* Material to process:
====

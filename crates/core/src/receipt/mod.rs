//! Receipt domain logic.
//!
//! Pure calculations and rules for the receipt aggregate:
//!
//! - `pricing` - Line-total computation
//! - `period` - Calendar bucketing and spending summaries
//! - `validation` - Construction-time validation of required fields

pub mod period;
pub mod pricing;
pub mod validation;

pub use period::{bucket_start, summarize, PeriodBucket, ReceiptSummary, SummaryCutoffs};
pub use pricing::line_total;
pub use validation::ValidationError;
//! Merchant repository.
//!
//! Merchants are shared across many receipts within a tenant; receipt-side
//! operations never delete them.

use chrono::Utc;
use sea_orm::{
    ActiveModelTrait, ColumnTrait, DatabaseConnection, DbErr, EntityTrait, QueryFilter,
    QueryOrder, Set,
};
use tracing::debug;
use uuid::Uuid;

use recivo_core::receipt::{validation, ValidationError};
use recivo_shared::AppError;

use crate::entities::merchants;

/// Error types for merchant operations.
#[derive(Debug, thiserror::Error)]
pub enum MerchantError {
    /// Construction-time validation failure.
    #[error("Validation failed: {0}")]
    Validation(#[from] ValidationError),

    /// Database error.
    #[error("Database error: {0}")]
    Database(#[from] DbErr),
}

impl From<MerchantError> for AppError {
    fn from(err: MerchantError) -> Self {
        match err {
            MerchantError::Validation(e) => Self::Validation(e.to_string()),
            MerchantError::Database(e) => Self::Database(e.to_string()),
        }
    }
}

/// Optional contact details for a merchant.
#[derive(Debug, Clone, Default)]
pub struct MerchantContact {
    /// Street address.
    pub address: Option<String>,
    /// Phone number.
    pub phone: Option<String>,
    /// Email address.
    pub email: Option<String>,
    /// Website URL.
    pub website: Option<String>,
}

/// Merchant repository for tenant-scoped lookups and creation.
#[derive(Debug, Clone)]
pub struct MerchantRepository {
    db: DatabaseConnection,
}

impl MerchantRepository {
    /// Creates a new merchant repository.
    #[must_use]
    pub const fn new(db: DatabaseConnection) -> Self {
        Self { db }
    }

    /// Finds a tenant's merchant by exact name, creating it if absent.
    ///
    /// Contact details are only applied on creation; an existing merchant is
    /// returned unchanged.
    ///
    /// # Errors
    ///
    /// Returns an error if validation fails or the database operation fails.
    pub async fn find_or_create(
        &self,
        user_id: &str,
        name: &str,
        contact: MerchantContact,
    ) -> Result<merchants::Model, MerchantError> {
        validation::validate_merchant(name)?;

        if let Some(existing) = merchants::Entity::find()
            .filter(merchants::Column::UserId.eq(user_id))
            .filter(merchants::Column::Name.eq(name))
            .one(&self.db)
            .await?
        {
            return Ok(existing);
        }

        let now = Utc::now().into();
        let merchant = merchants::ActiveModel {
            id: Set(Uuid::now_v7()),
            name: Set(name.to_string()),
            address: Set(contact.address),
            phone: Set(contact.phone),
            email: Set(contact.email),
            website: Set(contact.website),
            user_id: Set(user_id.to_string()),
            created_at: Set(now),
            updated_at: Set(now),
        }
        .insert(&self.db)
        .await?;

        debug!(merchant_id = %merchant.id, name, "created merchant");
        Ok(merchant)
    }

    /// Gets a tenant's merchant by id.
    ///
    /// # Errors
    ///
    /// Returns an error if the database query fails.
    pub async fn get(
        &self,
        user_id: &str,
        merchant_id: Uuid,
    ) -> Result<Option<merchants::Model>, MerchantError> {
        let merchant = merchants::Entity::find_by_id(merchant_id)
            .filter(merchants::Column::UserId.eq(user_id))
            .one(&self.db)
            .await?;
        Ok(merchant)
    }

    /// Lists a tenant's merchants by name.
    ///
    /// # Errors
    ///
    /// Returns an error if the database query fails.
    pub async fn list(&self, user_id: &str) -> Result<Vec<merchants::Model>, MerchantError> {
        let merchants = merchants::Entity::find()
            .filter(merchants::Column::UserId.eq(user_id))
            .order_by_asc(merchants::Column::Name)
            .all(&self.db)
            .await?;
        Ok(merchants)
    }
}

====

* Task brief: In the entries above, find the line holding "pub use validation::ValidationError;" and the line holding "use uuid::Uuid;"; print both of them and every line between, exactly, and nothing else.

* Response:
pub use validation::ValidationError;
//! Merchant repository.
//!
//! Merchants are shared across many receipts within a tenant; receipt-side
//! operations never delete them.

use chrono::Utc;
use sea_orm::{
    ActiveModelTrait, ColumnTrait, DatabaseConnection, DbErr, EntityTrait, QueryFilter,
    QueryOrder, Set,
};
use tracing::debug;
use uuid::Uuid;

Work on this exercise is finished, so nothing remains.